The driving force, without question, was the top two in the order.
Nate McLouth, fresh off bouncing a ball into the Allegheny River the previous night in another multiple-run comeback against Colorado, doubled, put down a bunt single, walked, scored two runs and made an over-the-shoulder catch on Garrett Atkins' third-inning laser bound for the track in center, leaping to reel it in at the last moment.
And Luis Rivas, filling in for injured Freddy Sanchez at No. 2, singled, doubled and tripled for three RBIs.
"The guys who beat us are the top two in their order," Colorado manager Clint Hurdle said. "They made it all happen."
Hurdle, who managed McLouth in the All-Star Game earlier this month, sounded as if he has seen quite enough of him.
"He's not a big guy, but he plays big," Hurdle said. "That catch he made, not many guys make that. He's been Mickey Mantle against us, with that ball in the river, and now he was Willie Mays. I believed in Nate McLouth before this, you know. I've seen him play. But he's impressed me even more."
Rivas has impressed, too, on a far smaller scale and generally just on those rare occasions when he gets his name on the lineup: His overall average is .257, but .303 with 20 RBIs in his 26 starts.
"When Luis has been called upon to start, he's done a great job," manager John Russell said.
"I don't know why," Rivas said, smiling. "I guess that's a good thing, right?"
Is it a good thing that the Pirates have been forced to rally so often?
"Well, fortunately and unfortunately, we've done it enough that it's a mentality that's set in," hitting coach Don Long said. "Anytime you do that, you know you can. It grows. There's no reason to stop or lay down. We've learned how to play that way, and it's not just the hitters. The pitchers keep us there like the bullpen did tonight, and even Herrera hung in there pretty good after a rough start."
"We've been telling each other as pitchers all year that, if you give our offense a chance, they'll find a way to get it done," reliever John Grabow said.
Colorado had pounded Herrera for eight runs in 1 2/3 innings July 19 in Denver, part of the Rockies' four-game sweep there, and it looked as if this would be a sequel with five hits and two walks through three innings. But Herrera allowed just one more hit in lasting five-plus.
"He was missing his spots early," Russell said. "But he started throwing better, especially with his fastball."

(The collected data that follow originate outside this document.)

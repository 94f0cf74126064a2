//! Back-chain stack walker for fault diagnostics.
//!
//! Every frame starts with a back-chain word pointing at the caller's frame;
//! the caller's frame holds the return address in its LR save slot. Frames
//! pushed by the interrupt entry trampoline are recognized by their return
//! address and carry a saved [`TrapFrame`](crate::trap::TrapFrame) just past
//! the minimum frame.

use core::sync::atomic::{AtomicBool, Ordering};

use crate::trap::{NIP_OFFSET, TRAP_OFFSET};

/// Size of the minimum ABI frame preceding a saved register frame.
pub const STACK_FRAME_OVERHEAD: usize = 112;

/// Offset of the LR save slot within a frame.
pub const LR_SAVE_OFFSET: usize = 16;

/// Read access to stack memory.
pub trait FrameMemory {
    /// Read the word at `addr`.
    fn load(&self, addr: usize) -> usize;

    /// Return address that identifies an interrupt entry frame.
    fn trampoline_marker(&self) -> usize;
}

/// Guards against walking while a walk is already in progress.
pub struct StackWalker {
    walking: AtomicBool,
}

impl StackWalker {
    pub const fn new() -> Self {
        Self {
            walking: AtomicBool::new(false),
        }
    }

    /// Collect return addresses starting with the one `frame` returns to.
    ///
    /// Interrupt entries appear as their vector number followed by the
    /// interrupted instruction address. Returns the number of entries
    /// written to `out`.
    pub fn walk<M: FrameMemory + ?Sized>(&self, mem: &M, frame: usize, out: &mut [usize]) -> usize {
        if self.walking.swap(true, Ordering::Acquire) {
            log::error!("recursive stack walk");
            return 0;
        }

        let marker = mem.trampoline_marker();
        // Frame addresses come from a possibly corrupted stack.
        let return_address = |bp: usize| {
            if bp == 0 {
                0
            } else {
                mem.load(bp.wrapping_add(LR_SAVE_OFFSET))
            }
        };

        let mut bp = if frame == 0 { 0 } else { mem.load(frame) };
        let mut ret = return_address(bp);
        let mut depth = 0;

        while bp != 0 && depth < out.len() && ret != 0 {
            if ret == marker {
                let regs = bp.wrapping_add(STACK_FRAME_OVERHEAD);
                out[depth] = mem.load(regs.wrapping_add(TRAP_OFFSET));
                bp = mem.load(bp);
                ret = mem.load(regs.wrapping_add(NIP_OFFSET));
            } else {
                out[depth] = ret;
                bp = mem.load(bp);
                ret = return_address(bp);
            }
            depth += 1;
        }

        self.walking.store(false, Ordering::Release);
        depth
    }
}

impl Default for StackWalker {
    fn default() -> Self {
        Self::new()
    }
}

static WALKER: StackWalker = StackWalker::new();

/// Walk from `frame` with the shared walker.
pub fn backtrace_frame<M: FrameMemory + ?Sized>(mem: &M, frame: usize, out: &mut [usize]) -> usize {
    WALKER.walk(mem, frame, out)
}

/// Print `pc` followed by the call chain starting at `frame`.
pub fn print_backtrace<M: FrameMemory + ?Sized>(mem: &M, pc: usize, frame: usize) {
    let mut addrs = [0usize; 50];
    let depth = backtrace_frame(mem, frame, &mut addrs);

    crate::print!("\tSTACK: {:#x}", pc);
    for addr in &addrs[..depth] {
        crate::print!(" {:#x}", addr);
    }
    crate::println!();
}

#[cfg(test)]
mod tests {
    use super::*;
    use alloc::collections::BTreeMap;
    use core::cell::Cell;

    const MARKER: usize = 0xc0de;

    struct Memory(BTreeMap<usize, usize>);

    impl Memory {
        fn frame(mut self, at: usize, back_chain: usize, lr: usize) -> Self {
            self.0.insert(at, back_chain);
            self.0.insert(at + LR_SAVE_OFFSET, lr);
            self
        }

        fn trap_regs(mut self, frame: usize, vector: usize, nip: usize) -> Self {
            let regs = frame + STACK_FRAME_OVERHEAD;
            self.0.insert(regs + TRAP_OFFSET, vector);
            self.0.insert(regs + NIP_OFFSET, nip);
            self
        }
    }

    impl FrameMemory for Memory {
        fn load(&self, addr: usize) -> usize {
            self.0.get(&addr).copied().unwrap_or(0)
        }

        fn trampoline_marker(&self) -> usize {
            MARKER
        }
    }

    // 0x1000 -> 0x2000 -> 0x3000 (trampoline) -> 0x4000 -> 0x5000 -> 0x6000 -> end
    fn interrupted_chain() -> Memory {
        Memory(BTreeMap::new())
            .frame(0x1000, 0x2000, 0)
            .frame(0x2000, 0x3000, 0xaaa)
            .frame(0x3000, 0x4000, MARKER)
            .trap_regs(0x3000, 0x900, 0xbbb)
            .frame(0x4000, 0x5000, 0)
            .frame(0x5000, 0x6000, 0xccc)
            .frame(0x6000, 0, 0xddd)
    }

    #[test]
    fn test_trampoline_frame_becomes_vector_and_nip() {
        let walker = StackWalker::new();
        let mut out = [0usize; 8];

        let depth = walker.walk(&interrupted_chain(), 0x1000, &mut out);
        assert_eq!(&out[..depth], [0xaaa, 0x900, 0xbbb, 0xccc, 0xddd]);
    }

    #[test]
    fn test_depth_budget_is_respected() {
        let walker = StackWalker::new();
        let mut out = [0usize; 2];

        assert_eq!(walker.walk(&interrupted_chain(), 0x1000, &mut out), 2);
        assert_eq!(out, [0xaaa, 0x900]);
    }

    #[test]
    fn test_trampoline_two_frames_down() {
        // Return addresses 0xa1, 0xa2, then the trampoline, then 0xa4 onward.
        let mem = Memory(BTreeMap::new())
            .frame(0x1000, 0x2000, 0)
            .frame(0x2000, 0x3000, 0xa1)
            .frame(0x3000, 0x4000, 0xa2)
            .frame(0x4000, 0x5000, MARKER)
            .trap_regs(0x4000, 0x500, 0x1234)
            .frame(0x5000, 0x6000, 0)
            .frame(0x6000, 0x7000, 0xa4)
            .frame(0x7000, 0x8000, 0xa5)
            .frame(0x8000, 0, 0xa6);
        let walker = StackWalker::new();
        let mut out = [0usize; 6];

        let depth = walker.walk(&mem, 0x1000, &mut out);
        assert_eq!(depth, 6);
        assert_eq!(out[2], 0x500);
        assert_eq!(out[3], 0x1234);
        assert_eq!(out, [0xa1, 0xa2, 0x500, 0x1234, 0xa4, 0xa5]);
    }

    #[test]
    fn test_wild_back_chain_does_not_overflow() {
        let mem = Memory(BTreeMap::new()).frame(0x1000, usize::MAX - 8, 0);
        let walker = StackWalker::new();
        let mut out = [0usize; 4];

        assert_eq!(walker.walk(&mem, 0x1000, &mut out), 0);
    }

    #[test]
    fn test_zero_return_address_ends_walk() {
        let mem = Memory(BTreeMap::new())
            .frame(0x1000, 0x2000, 0)
            .frame(0x2000, 0x3000, 0x111)
            .frame(0x3000, 0x4000, 0);
        let walker = StackWalker::new();
        let mut out = [0usize; 8];

        assert_eq!(walker.walk(&mem, 0x1000, &mut out), 1);
        assert_eq!(out[0], 0x111);
    }

    struct Reentrant<'a> {
        inner: Memory,
        walker: &'a StackWalker,
        nested: Cell<Option<usize>>,
    }

    impl FrameMemory for Reentrant<'_> {
        fn load(&self, addr: usize) -> usize {
            if self.nested.get().is_none() {
                let mut out = [0usize; 4];
                self.nested
                    .set(Some(self.walker.walk(&self.inner, 0x1000, &mut out)));
            }
            self.inner.load(addr)
        }

        fn trampoline_marker(&self) -> usize {
            MARKER
        }
    }

    #[test]
    fn test_nested_walk_returns_zero() {
        let walker = StackWalker::new();
        let mem = Reentrant {
            inner: interrupted_chain(),
            walker: &walker,
            nested: Cell::new(None),
        };
        let mut out = [0usize; 8];

        let depth = walker.walk(&mem, 0x1000, &mut out);
        assert_eq!(mem.nested.get(), Some(0));
        assert_eq!(depth, 5);

        // The walker is usable again afterwards.
        assert_eq!(walker.walk(&interrupted_chain(), 0x1000, &mut out), 5);
    }
}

Newcomer Jason Davis stranded two of Herrera's runners in the sixth and wound up with the victory. Grabow worked the seventh, Denny Bautista and Sean Burnett shared the eighth, and Tyler Yates blew through the top of the Rockies' order -- strikeout of Willy Taveras and groundouts by Jeff Baker and Matt Holliday -- for his first save.
Yates the closer?
Not so fast: Russell does not sound close to naming someone to replace injured Matt Capps or departed Damaso Marte.
"Tyler was the freshest of everyone since he hadn't pitched for three days," Russell said. "We'll keep looking."
"Matt Capps is our closer," Yates said. "You can only have one closer at a time. I just took the ball when I was called."
Meanwhile, the offense chipped away for one in the third when Rivas' single followed McLouth's double, two in the fifth on Rivas' triple to right-center, and two more in the sixth to take the 5-4 lead on hits by Jason Bay and Doug Mientkiewicz and a sacrifice fly by Chris Gomez.
Bay's RBI single scoring Rivas in the seventh brought insurance.
Zach Duke will take on Colorado ace Aaron Cook in the finale, eyeing a sweep that would exact thick revenge for the four exasperating losses in Denver: The Rockies had won nine of 10 coming into Pittsburgh and, with the West Division leaders hovering around .500, had begun to fancy themselves contenders again.